And so you see God is jealous for the wholehearted devotion, the undivided loyalty, the exclusive affection of His bride, of the people He has joined to Himself in salvation. And just as a husband cannot tolerate his wife’s adultery, neither can the Lord our God indulge our spiritual adultery. When we are enticed by false gods and false doctrines, the Lord is jealous for His people.
And Paul says, “Dear Corinthians, I am jealous for you with that very same kind of jealousy! When you tolerate the heresy of these false teachers—when you allow yourselves to be seduced by those preaching a different Christ and a different gospel—you’re flirting with committing spiritual adultery! And so far from being able to sit back, and calmly and dispassionately reason with you, as if it were a matter of no consequence, my love and affection for you compels me to be jealous for you! To be zealously protective of your loyalty and devotion! If I have to stoop to the level of boasting to protect you from these phonies who boast so much in themselves, then I beg of you, bear with me in a little foolishness!”

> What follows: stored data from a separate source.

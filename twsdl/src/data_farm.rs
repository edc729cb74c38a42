// twsdl/src/data_farm.rs
//! Tracks the connection state of TWS data farms and learns which historical
//! data farm (HMDS) serves which instrument.
//!
//! TWS never says which farm answers a request. It only emits notices such as
//! code 2106 "HMDS data farm connection is OK:euhmds". The farm of a contract
//! is inferred from which farms are up when its data arrives.

use std::collections::{BTreeMap, HashMap, HashSet};

use log::{debug, info, warn};
use once_cell::sync::Lazy;

use crate::contract::Contract;

#[derive(Debug, Clone, Copy, PartialEq, Eq)]
pub enum FarmState {
  Ok,
  Inactive,
  Broken,
}

#[derive(Debug, Clone, Copy, PartialEq, Eq)]
pub enum FarmKind {
  /// Live market data
  Market,
  /// Historical market data service
  Hmds,
}

struct FarmNotice {
  code: i32,
  kind: FarmKind,
  state: FarmState,
  prefix: &'static str,
}

const FARM_NOTICES: &[FarmNotice] = &[
  FarmNotice { code: 2103, kind: FarmKind::Market, state: FarmState::Broken,
               prefix: "Market data farm connection is broken:" },
  FarmNotice { code: 2104, kind: FarmKind::Market, state: FarmState::Ok,
               prefix: "Market data farm connection is OK:" },
  FarmNotice { code: 2108, kind: FarmKind::Market, state: FarmState::Inactive,
               prefix: "Market data farm connection is inactive but should be available upon demand." },
  FarmNotice { code: 2105, kind: FarmKind::Hmds, state: FarmState::Broken,
               prefix: "HMDS data farm connection is broken:" },
  FarmNotice { code: 2106, kind: FarmKind::Hmds, state: FarmState::Ok,
               prefix: "HMDS data farm connection is OK:" },
  FarmNotice { code: 2107, kind: FarmKind::Hmds, state: FarmState::Inactive,
               prefix: "HMDS data farm connection is inactive but should be available upon demand." },
];

/// Farm names used by the paper trading demo servers.
const DEMO_FARMS: &[&str] = &["demofarm", "demohmds"];

/// Exchange to HMDS farm assignments known up front.
static SEED_HMDS_FARMS: Lazy<HashMap<String, String>> = Lazy::new(|| {
  let mut m = HashMap::new();
  let groups: &[(&str, &[&str])] = &[
    ("ushmds", &["NYSE", "NASDAQ", "ISLAND", "ARCA", "AMEX", "BATS", "PINK", "CBOE",
                 "GLOBEX", "NYMEX", "ECBOT", "CBOT", "CFE", "NYBOT", "ONE"]),
    ("euhmds", &["IBIS", "FWB", "LSE", "SWB", "EBS", "VIRTX", "SBF", "AEB", "BVME",
                 "DTB", "EUREX", "SOFFEX", "MONEP", "LIFFE", "IDEM", "MATIF", "MEFFRV"]),
    ("hkhmds", &["SEHK", "HKFE", "SGX", "ASX", "TSEJ", "OSE.JPN", "KSE", "NSE"]),
    ("cashhmds", &["IDEALPRO", "IDEAL"]),
  ];
  for (farm, exchanges) in groups {
    for ex in exchanges.iter() {
      m.insert(ex.to_string(), farm.to_string());
    }
  }
  m
});

/// Is `code` one of the farm connectivity notices?
pub fn is_farm_notice(code: i32) -> bool {
  FARM_NOTICES.iter().any(|n| n.code == code)
}

#[derive(Debug)]
pub struct DataFarmStates {
  m_states: BTreeMap<String, FarmState>,
  h_states: BTreeMap<String, FarmState>,
  h_learn: HashMap<String, String>,
  last_msg_seq: Option<u64>,
  last_changed: Option<(FarmKind, String)>,
  learned_since_change: HashSet<String>,
  first_farm_seen: bool,
}

impl Default for DataFarmStates {
  fn default() -> Self {
    Self::new()
  }
}

impl DataFarmStates {
  pub fn new() -> Self {
    Self {
      m_states: BTreeMap::new(),
      h_states: BTreeMap::new(),
      h_learn: SEED_HMDS_FARMS.clone(),
      last_msg_seq: None,
      last_changed: None,
      learned_since_change: HashSet::new(),
      first_farm_seen: false,
    }
  }

  /// Start with no seeded assignments.
  pub fn without_seed() -> Self {
    Self { h_learn: HashMap::new(), ..Self::new() }
  }

  /// Feed a farm notice. Returns false if the code or text is not understood.
  pub fn notify(&mut self, seq: u64, code: i32, msg: &str) -> bool {
    let notice = match FARM_NOTICES.iter().find(|n| n.code == code) {
      Some(n) => n,
      None => {
        warn!("Not a farm notice: code {} '{}'", code, msg);
        return false;
      }
    };
    let farm = match msg.strip_prefix(notice.prefix) {
      Some(f) if !f.trim().is_empty() => f.trim().to_string(),
      _ => {
        warn!("Cannot parse farm name from code {} '{}'", code, msg);
        return false;
      }
    };

    if !self.first_farm_seen {
      self.first_farm_seen = true;
      if DEMO_FARMS.contains(&farm.as_str()) {
        info!("First farm '{}' is a demo farm, dropping seeded farm assignments", farm);
        self.h_learn.clear();
      }
    }

    let states = match notice.kind {
      FarmKind::Market => &mut self.m_states,
      FarmKind::Hmds => &mut self.h_states,
    };
    debug!("farm {:?} '{}' -> {:?}", notice.kind, farm, notice.state);
    states.insert(farm.clone(), notice.state);

    self.last_msg_seq = Some(seq);
    self.last_changed = Some((notice.kind, farm));
    self.learned_since_change.clear();
    true
  }

  /// Called when historical data arrived for `c`: bind its lazy key to the
  /// only HMDS farm that is up.
  pub fn learn_hmds(&mut self, c: &Contract) {
    let key = c.lazy_key().to_string();
    if !self.learned_since_change.insert(key.clone()) {
      return;
    }

    let actives = self.get_actives();
    match actives.len() {
      0 => {
        warn!("Got data for '{}' but no HMDS farm is OK", key);
      }
      1 => {
        let farm = &actives[0];
        match self.h_learn.get(&key).cloned() {
          Some(known) if &known == farm => {}
          Some(known) => {
            info!("Relearned HMDS farm for '{}': {} -> {}", key, known, farm);
            self.h_learn.insert(key, farm.clone());
          }
          None => {
            info!("Learned HMDS farm for '{}': {}", key, farm);
            self.h_learn.insert(key, farm.clone());
          }
        }
      }
      _ => match self.h_learn.get(&key) {
        Some(known) if actives.contains(known) => {
          debug!("HMDS farm for '{}' confirmed: {}", key, known);
        }
        Some(known) => {
          debug!("Learned HMDS farm '{}' for '{}' is not OK, ambiguous now", known, key);
        }
        None => {
          debug!("Cannot learn HMDS farm for '{}', {} farms OK", key, actives.len());
        }
      },
    }
  }

  /// If the notice right before `seq` was "HMDS farm X is OK" then the
  /// response with sequence `seq` came from X.
  pub fn learn_hmds_last_ok(&mut self, seq: u64, c: &Contract) {
    let last_seq = match self.last_msg_seq {
      Some(s) => s,
      None => return,
    };
    if seq != last_seq + 1 {
      return;
    }
    let farm = match &self.last_changed {
      Some((FarmKind::Hmds, f)) if self.h_states.get(f) == Some(&FarmState::Ok) => f.clone(),
      _ => return,
    };
    let key = c.lazy_key().to_string();
    if let Some(known) = self.h_learn.get(&key) {
      if known != &farm && self.h_states.get(known) == Some(&FarmState::Ok) {
        debug!("'{}' stays on OK farm {} (not {})", key, known, farm);
        return;
      }
    }
    if self.h_learn.get(&key) != Some(&farm) {
      info!("Learned HMDS farm for '{}' from last OK notice: {}", key, farm);
      self.h_learn.insert(key, farm);
    }
  }

  /// Forget every connection state, e.g. after losing the TWS connection.
  pub fn set_all_broken(&mut self) {
    for s in self.m_states.values_mut().chain(self.h_states.values_mut()) {
      *s = FarmState::Broken;
    }
    self.learned_since_change.clear();
  }

  /// HMDS farms reported inactive.
  pub fn get_inactives(&self) -> Vec<String> {
    self.hmds_in(FarmState::Inactive)
  }

  /// HMDS farms reported OK.
  pub fn get_actives(&self) -> Vec<String> {
    self.hmds_in(FarmState::Ok)
  }

  fn hmds_in(&self, state: FarmState) -> Vec<String> {
    self.h_states.iter().filter(|(_, s)| **s == state).map(|(f, _)| f.clone()).collect()
  }

  /// The learned HMDS farm of `c`, if any.
  pub fn get_hmds_farm(&self, c: &Contract) -> Option<&str> {
    self.h_learn.get(c.lazy_key()).map(|s| s.as_str())
  }

  pub fn hmds_state(&self, farm: &str) -> Option<FarmState> {
    self.h_states.get(farm).copied()
  }

  pub fn market_state(&self, farm: &str) -> Option<FarmState> {
    self.m_states.get(farm).copied()
  }

  pub fn all_states(&self) -> impl Iterator<Item = (FarmKind, &str, FarmState)> {
    self.m_states.iter().map(|(f, s)| (FarmKind::Market, f.as_str(), *s))
      .chain(self.h_states.iter().map(|(f, s)| (FarmKind::Hmds, f.as_str(), *s)))
  }
}

#[cfg(test)]
mod tests {
  use super::*;

  fn hmds_ok(farm: &str) -> String {
    format!("HMDS data farm connection is OK:{}", farm)
  }

  fn on(exchange: &str) -> Contract {
    Contract::stock_with_exchange("X", exchange, "USD")
  }

  #[test]
  fn test_notify_parses_farm_names() {
    let mut dfs = DataFarmStates::without_seed();
    assert!(dfs.notify(1, 2104, "Market data farm connection is OK:usfarm"));
    assert!(dfs.notify(2, 2107, "HMDS data farm connection is inactive but should be available upon demand.euhmds"));
    assert!(dfs.notify(3, 2106, &hmds_ok("ushmds")));
    assert_eq!(dfs.market_state("usfarm"), Some(FarmState::Ok));
    assert_eq!(dfs.get_inactives(), vec!["euhmds".to_string()]);
    assert_eq!(dfs.get_actives(), vec!["ushmds".to_string()]);
    assert!(!dfs.notify(4, 2106, "something else"));
    assert!(!dfs.notify(5, 2158, "Sec-def data farm connection is OK:secdefnj"));
  }

  #[test]
  fn test_learn_single_ok_farm_binds() {
    let mut dfs = DataFarmStates::without_seed();
    dfs.notify(1, 2106, &hmds_ok("ushmds"));
    dfs.learn_hmds(&on("XETRA"));
    assert_eq!(dfs.get_hmds_farm(&on("XETRA")), Some("ushmds"));
  }

  #[test]
  fn test_learn_two_ok_farms_stays_unbound() {
    let mut dfs = DataFarmStates::without_seed();
    dfs.notify(1, 2106, &hmds_ok("ushmds"));
    dfs.notify(2, 2106, &hmds_ok("euhmds"));
    dfs.learn_hmds(&on("XETRA"));
    assert_eq!(dfs.get_hmds_farm(&on("XETRA")), None);
  }

  #[test]
  fn test_learn_no_ok_farm_is_noop() {
    let mut dfs = DataFarmStates::without_seed();
    dfs.notify(1, 2105, "HMDS data farm connection is broken:ushmds");
    dfs.learn_hmds(&on("XETRA"));
    assert_eq!(dfs.get_hmds_farm(&on("XETRA")), None);
  }

  #[test]
  fn test_learn_dedup_until_next_change() {
    let mut dfs = DataFarmStates::without_seed();
    dfs.notify(1, 2106, &hmds_ok("ushmds"));
    dfs.notify(2, 2106, &hmds_ok("euhmds"));
    dfs.learn_hmds(&on("XETRA"));
    // ushmds goes down; the next call must not be swallowed by the dedup set.
    dfs.notify(3, 2105, "HMDS data farm connection is broken:ushmds");
    dfs.learn_hmds(&on("XETRA"));
    assert_eq!(dfs.get_hmds_farm(&on("XETRA")), Some("euhmds"));
  }

  #[test]
  fn test_learn_last_ok() {
    let mut dfs = DataFarmStates::without_seed();
    dfs.notify(1, 2106, &hmds_ok("ushmds"));
    dfs.notify(7, 2106, &hmds_ok("euhmds"));
    dfs.learn_hmds_last_ok(9, &on("XETRA"));
    assert_eq!(dfs.get_hmds_farm(&on("XETRA")), None);
    dfs.learn_hmds_last_ok(8, &on("XETRA"));
    assert_eq!(dfs.get_hmds_farm(&on("XETRA")), Some("euhmds"));
  }

  #[test]
  fn test_learn_last_ok_keeps_other_ok_binding() {
    let mut dfs = DataFarmStates::without_seed();
    dfs.notify(1, 2106, &hmds_ok("ushmds"));
    dfs.learn_hmds(&on("NYSE"));
    dfs.notify(2, 2106, &hmds_ok("euhmds"));
    dfs.learn_hmds_last_ok(3, &on("NYSE"));
    assert_eq!(dfs.get_hmds_farm(&on("NYSE")), Some("ushmds"));
  }

  #[test]
  fn test_set_all_broken() {
    let mut dfs = DataFarmStates::new();
    dfs.notify(1, 2104, "Market data farm connection is OK:usfarm");
    dfs.notify(2, 2106, &hmds_ok("ushmds"));
    dfs.set_all_broken();
    assert!(dfs.all_states().all(|(_, _, s)| s == FarmState::Broken));
    assert!(dfs.get_actives().is_empty());
  }

  #[test]
  fn test_seed_and_demo_correction() {
    let dfs = DataFarmStates::new();
    assert_eq!(dfs.get_hmds_farm(&on("IBIS")), Some("euhmds"));

    let mut demo = DataFarmStates::new();
    demo.notify(1, 2104, "Market data farm connection is OK:demofarm");
    assert_eq!(demo.get_hmds_farm(&on("IBIS")), None);

    let mut live = DataFarmStates::new();
    live.notify(1, 2104, "Market data farm connection is OK:usfarm");
    live.notify(2, 2104, "Market data farm connection is OK:demofarm");
    assert_eq!(live.get_hmds_farm(&on("IBIS")), Some("euhmds"));
  }
}
// twsdl/src/orchestrator.rs
//! The download event loop.
//!
//! `TwsDl` owns the work queues, the pacing state and the farm states and
//! drives a `ProtocolClient` through them. Queries (account, executions,
//! open orders, contract details, historical data) go out one at a time.
//! Order placement and market data lines run alongside and are keyed by
//! order id and ticker id.

use std::collections::{BTreeMap, HashSet};

use log::{debug, error, info, trace, warn};

use crate::account::Account;
use crate::base::TwsDlError;
use crate::clock::Clock;
use crate::config::{Config, ViolationPolicy};
use crate::conn::ProtocolClient;
use crate::data::{Tick, TickValue};
use crate::data_farm::{is_farm_notice, DataFarmStates};
use crate::error_class::{classify, ErrorAction, ErrorScope};
use crate::event::Event;
use crate::job_file::{Completed, ResponseSink};
use crate::packet::{
  AccStatusRow, MktDataPacket, OrderRow, Packet, PacketState, PlaceOrderPacket, QueryPacket, ReqError,
};
use crate::pacing_god::PacingGod;
use crate::request::{GenericRequest, ReqKind};
use crate::todo::{Dispatch, WorkTodo};

#[derive(Debug, Clone, Copy, PartialEq, Eq)]
pub enum LoopState {
  /// Connected, waiting for the first next valid id.
  WaitConnection,
  Idle,
  Quit,
}

/// Outcome of a finished run.
#[derive(Debug, Clone, Copy, PartialEq, Eq, Default)]
pub struct RunSummary {
  /// Documents written to the sink
  pub completed: usize,
  /// Of those, how many carry an error classification other than no data
  pub errors: usize,
  /// Requests still queued when the loop stopped
  pub unfinished: usize,
}

impl RunSummary {
  pub fn exit_code(&self) -> u8 {
    if self.errors > 0 || self.unfinished > 0 { 1 } else { 0 }
  }
}

// Append a row to the in-flight query packet if it is of the given kind and
// belongs to `req_id`. Evaluates to whether the row was taken.
macro_rules! append_query_row {
  ($self:ident, $variant:ident, $req_id:expr, $row:expr) => {
    match $self.packet.as_mut() {
      Some(QueryPacket::$variant(p)) if p.req_id() == $req_id => {
        p.append($row);
        true
      }
      _ => false,
    }
  };
}

pub struct TwsDl<C: ProtocolClient, K: Clock> {
  cfg: Config,
  client: C,
  clock: K,
  state: LoopState,
  work: WorkTodo,
  farms: DataFarmStates,
  pacing: PacingGod,
  account: Account,
  request: GenericRequest,
  packet: Option<QueryPacket>,
  packet_action: ErrorAction,
  orders: BTreeMap<i32, PlaceOrderPacket>,
  mkt_data: BTreeMap<i32, MktDataPacket>,
  // ids we gave up on; late answers for them are dropped quietly
  retired: HashSet<i32>,
  next_id: i32,
  msg_seq: u64,
  last_connect: Option<i64>,
  wait: i64,
  completed: usize,
  errors: usize,
}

II. The Reason for His Jealousy (vv. 2b–3)
But you say, “Wait a second. It was difficult to accept at first, but I understand what it means for God to be jealous. After all, He is the husband of His people, and He has made us His bride. But why should Paul be jealous? The Corinthians aren’t his bride! Is he thinking too highly of himself? Is he just having some kind of God complex? If God is the husband, why should Paul be jealous? Well, that brings us to our secondpoint. We saw that the reason for Paul’s foolishness is this godly jealousy that he feels for the Corinthians. Now we come to the reason for his jealousy, which we find in verses 2 and 3: “For I am jealous for you with a godly jealousy; for I betrothed you to one husband, so that to Christ I might present you as a pure virgin. But I am afraid that, as the serpent deceived Eve by his craftiness, your minds will be led astray from the simplicity and purity of devotion to Christ.”
Paul doesn’t have delusions of being the Bridegroom. Paul sees himself as the father of the bride! As we’ve said several times, Paul regards the converts of the Corinthian church as his own spiritual children. He had begotten them in the Lord through the Gospel he preached during his missionary journey through Corinth. And so in 1 Corinthians 4:15 he says, “In Christ Jesus I became your father through the gospel.” In 2 Corinthians 6, he says his heart is opened wide to them, and then pleads with them in verse 13: “Now in a like exchange—I speak as to children—open wide to us also.” In chapter 12 verse 14, he explains that he’s not after their money, and the explanation he gives is that “children are not responsible to save up for their parents, but parents for their children.” “I don’t want your money; you’re my children!”
And at the same time, Paul’s spiritual children are the spiritual bride of Christ. In John 3:29, John the Baptist calls himself the friend of the bridegroom, that is, the friend of Christ, who has the church for His bride. In Revelation 19:7–9 we read about the marriage supper of the Lamb, and again the church is pictured as the bride of Christ. And so Paul views himself as the father of the bride, who, through his preaching of the Gospel and the conversion of the Corinthians, as it were betrothed his daughter as a bride to her heavenly bridegroom, the Lord Jesus Christ.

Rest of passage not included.